Neither is, in my opinion, looks as nasty as Wild Things. I find the eyes peering out of the mass of fur particularly creepy. Much better would have been a book shaped like one of the wild things. However, I guess that would have meant monster-shaped pages - a headache for the typesetter or layout artist, or whoever it is who arranges text on the pages of books.
AbeBooks.com's page on unusual bindings shows 30 books whose covers are made from various non-paper materials including shark skin, brass, ivory, snake skin, horsehair, silver and turquoise, rubber, asbestos and mother of pearl.
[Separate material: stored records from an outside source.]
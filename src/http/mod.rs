//! HTTP server startup and signal handling.
//!
//! The server runs until SIGTERM or SIGINT arrives. It then logs the signal
//! and returns at once; in-flight requests are not drained.

mod server;
mod shutdown;

pub use server::{start_server, ServerError};
pub use shutdown::ShutdownSignal;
The most expensive unsold book listed is a 1611 edition of the King James Bible, bound in copper. Its price - US$119,000 (RM418,817). In light of this, I suppose it's worth investing in the furry Wild Things, just in case. It's US$18.48 (RM65) from Amazon.
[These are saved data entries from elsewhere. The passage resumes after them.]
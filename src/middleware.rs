//! Request tracing and logging middleware.
//!
//! Layer order, outermost first:
//!
//! 1. [`request_id_layer`] adopts the caller's `x-request-id` or generates a
//!    UUID v4, opens the `request` span that wraps everything below, and
//!    stamps the id on the response.
//! 2. [`request_logging_layer`] logs the arrival of the request and, once the
//!    inner service has produced the response head, its completion. A request
//!    dropped mid-flight is logged as completed with status 499.
//! 3. [`catch_panic_layer`] turns a panicking handler into the 500 envelope,
//!    so even that path reaches the completion log with a real status.
//!
//! The completion hook sits above the router, its fallback and the error
//! boundary, so every response path passes through it exactly once.

use std::fmt;
use std::net::SocketAddr;
use std::panic::AssertUnwindSafe;
use std::time::{Duration, Instant};

use axum::{
    extract::{ConnectInfo, Request},
    http::{
        header::{AUTHORIZATION, CONTENT_TYPE, USER_AGENT},
        HeaderMap, HeaderValue, Method, StatusCode,
    },
    middleware::Next,
    response::{IntoResponse, Response},
};
use futures::FutureExt;
use tracing::Instrument;
use uuid::Uuid;

use crate::config::{REDACTED, REQUEST_ID_HEADER};
use crate::error::{AppError, AppErrorResponse};
use crate::logging::{
    log_aborted_request, log_request, panic_message, take_panic_location, within_request_boundary,
};

/// Correlation id of the current request, available as a request extension.
#[derive(Clone, Debug, PartialEq, Eq)]
pub struct RequestId(pub String);

impl RequestId {
    /// A fresh random id in canonical hyphenated form.
    pub fn generate() -> Self {
        Self(Uuid::new_v4().to_string())
    }

    /// Adopts a non-blank `x-request-id` header, otherwise generates one.
    ///
    /// Values that are not visible ASCII cannot be echoed back as a header
    /// and are replaced.
    pub fn from_headers(headers: &HeaderMap) -> Self {
        headers
            .get(REQUEST_ID_HEADER)
            .and_then(|value| value.to_str().ok())
            .filter(|value| !value.trim().is_empty())
            .map(|value| Self(value.to_string()))
            .unwrap_or_else(Self::generate)
    }

    pub fn as_str(&self) -> &str {
        &self.0
    }
}

impl fmt::Display for RequestId {
    fn fmt(&self, f: &mut fmt::Formatter<'_>) -> fmt::Result {
        f.write_str(&self.0)
    }
}

/// Per-request state of the logging middleware.
///
/// Not `Clone`: [`RequestContext::finish`] consumes it, so a request is
/// recorded as completed at most once.
#[derive(Debug)]
pub struct RequestContext {
    pub request_id: RequestId,
    pub method: Method,
    /// Path and query, as requested
    pub path: String,
    pub client_addr: Option<SocketAddr>,
    pub user_agent: Option<String>,
    started_at: Instant,
}

impl RequestContext {
    pub fn from_request(request: &Request) -> Self {
        let request_id = request
            .extensions()
            .get::<RequestId>()
            .cloned()
            .unwrap_or_else(|| RequestId::from_headers(request.headers()));
        let path = request
            .uri()
            .path_and_query()
            .map(|pq| pq.as_str().to_string())
            .unwrap_or_else(|| request.uri().path().to_string());
        let client_addr = request
            .extensions()
            .get::<ConnectInfo<SocketAddr>>()
            .map(|ConnectInfo(addr)| *addr);

        Self {
            request_id,
            method: request.method().clone(),
            path,
            client_addr,
            user_agent: header_str(request.headers(), USER_AGENT.as_str()).map(str::to_string),
            started_at: Instant::now(),
        }
    }

    pub fn elapsed(&self) -> Duration {
        self.started_at.elapsed()
    }

    /// Emits the completion record.
    pub fn finish(self, status: StatusCode) {
        log_request(&self, status, self.elapsed());
    }

    /// Emits the completion record of a request that never got a response.
    pub fn abort(self) {
        log_aborted_request(&self, self.elapsed());
    }
}

/// The completion record still owed for an in-flight request.
///
/// Hyper drops the response future when the client disconnects. Dropping
/// the guard before [`PendingCompletion::complete`] then records the request
/// as aborted, so every request still gets exactly one completion record.
pub struct PendingCompletion(Option<RequestContext>);

impl PendingCompletion {
    pub fn new(context: RequestContext) -> Self {
        Self(Some(context))
    }

    pub fn complete(mut self, status: StatusCode) {
        if let Some(context) = self.0.take() {
            context.finish(status);
        }
    }
}

impl Drop for PendingCompletion {
    fn drop(&mut self) {
        if let Some(context) = self.0.take() {
            context.abort();
        }
    }
}

fn header_str<'a>(headers: &'a HeaderMap, name: &str) -> Option<&'a str> {
    headers.get(name).and_then(|value| value.to_str().ok())
}

/// Middleware that resolves the request ID and creates the request span.
///
/// This must be the outermost layer so the span covers logging, the error
/// boundary and the handler.
pub async fn request_id_layer(mut request: Request, next: Next) -> Response {
    let request_id = RequestId::from_headers(request.headers());

    let span = tracing::info_span!(
        "request",
        request_id = %request_id,
        method = %request.method(),
        path = %request.uri().path(),
    );

    request.extensions_mut().insert(request_id.clone());

    let mut response = next.run(request).instrument(span).await;

    // Ids are adopted only from valid header values or generated, so this
    // conversion cannot fail in practice
    if let Ok(value) = HeaderValue::from_str(request_id.as_str()) {
        response.headers_mut().insert(REQUEST_ID_HEADER, value);
    }
    response
}

/// Middleware that logs request arrival and completion.
pub async fn request_logging_layer(request: Request, next: Next) -> Response {
    let context = RequestContext::from_request(&request);
    let headers = request.headers();

    tracing::info!(
        request_id = %context.request_id,
        method = %context.method,
        path = %context.path,
        client_addr = context.client_addr.as_ref().map(tracing::field::display),
        user_agent = context.user_agent.as_deref(),
        content_type = header_str(headers, CONTENT_TYPE.as_str()),
        authorization = headers.contains_key(AUTHORIZATION).then_some(REDACTED),
        "Incoming request"
    );

    let pending = PendingCompletion::new(context);
    let response = next.run(request).await;
    pending.complete(response.status());
    response
}

/// Middleware that converts a panicking handler into a 500 response.
pub async fn catch_panic_layer(request: Request, next: Next) -> Response {
    let request_id = request
        .extensions()
        .get::<RequestId>()
        .cloned()
        .unwrap_or_else(|| RequestId::from_headers(request.headers()));

    let outcome = within_request_boundary(AssertUnwindSafe(next.run(request)).catch_unwind()).await;

    match outcome {
        Ok(response) => response,
        Err(payload) => {
            let error = AppError::Panic {
                message: panic_message(payload.as_ref()),
                location: take_panic_location().unwrap_or_else(|| "unknown".to_string()),
            };
            AppErrorResponse::new(error, request_id).into_response()
        }
    }
}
Still on the subject of book covers, Justine Larbalestier, author of the brilliant Magic or Madness series, recently succeeded in getting her publishers to agree to a different cover for her latest book, Liar. The book is about a young short-haired black girl, but the advance reading copies showed a long-haired white teen on the jacket. A spokesman for Larbalestier's publisher, Bloomsbury, said, in Publishers Weekly, that this image "was intended to symbolically reflect the narrator's complex psychological makeup" and was not "a calculated decision to mask the character's ethnicity". Really?
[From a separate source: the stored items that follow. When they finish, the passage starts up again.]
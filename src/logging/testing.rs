//! In-memory writer for formatter and layer tests.

use std::io;
use std::sync::{Arc, Mutex};

use serde_json::Value;
use tracing_subscriber::fmt::MakeWriter;

use crate::config::ServiceMetadata;

#[derive(Clone, Default)]
pub(crate) struct Buffer(Arc<Mutex<Vec<u8>>>);

impl Buffer {
    pub(crate) fn contents(&self) -> String {
        String::from_utf8(self.0.lock().unwrap().clone()).unwrap()
    }

    pub(crate) fn json_lines(&self) -> Vec<Value> {
        self.contents()
            .lines()
            .map(|line| serde_json::from_str(line).unwrap())
            .collect()
    }
}

impl io::Write for Buffer {
    fn write(&mut self, buf: &[u8]) -> io::Result<usize> {
        self.0.lock().unwrap().extend_from_slice(buf);
        Ok(buf.len())
    }

    fn flush(&mut self) -> io::Result<()> {
        Ok(())
    }
}

impl<'a> MakeWriter<'a> for Buffer {
    type Writer = Buffer;

    fn make_writer(&'a self) -> Self::Writer {
        self.clone()
    }
}

pub(crate) fn service() -> ServiceMetadata {
    ServiceMetadata {
        name: "svc".to_string(),
        version: "1.2.3".to_string(),
        environment: "production".to_string(),
        hostname: "pod-1".to_string(),
        pid: 42,
    }
}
Here in Malaysia, "pan-Asian" models are preferred in advertising. Many businesses go the whole hog and choose caucasian models. Most Malaysians prefer European looks, you see, and it stands to reason that they would then be more attracted to products sold by caucasians than models of their own race. I think the Liar cover featuring the white teen would be more popular here than the new, more accurate one.
Finally, has anyone actually bought Wuthering Heights (by Emily Bronte) because it's the favourite book of Bella Swan, the heroine of the Twilight series? Or, has anyone bought it thanks to its new Twilight-inspired cover? Once upon a time, I chose to buy an edition of A Room with a View because its cover featured a movie still of Julian Sands and Helena Bonham Carter. So, I totally understand why a teenager might see (and buy) the new edition Wuthering Heights as Twilight merchandise. However, in my opinion, not even a diamond-encrusted, gold-tooled cover would change the fact that Wuthering Heights is a terrible book. I would buy it if it came with a cover made from a blood-stained window-pane though. Wet earth, a coffin and a severed arm would be a plus. Of course.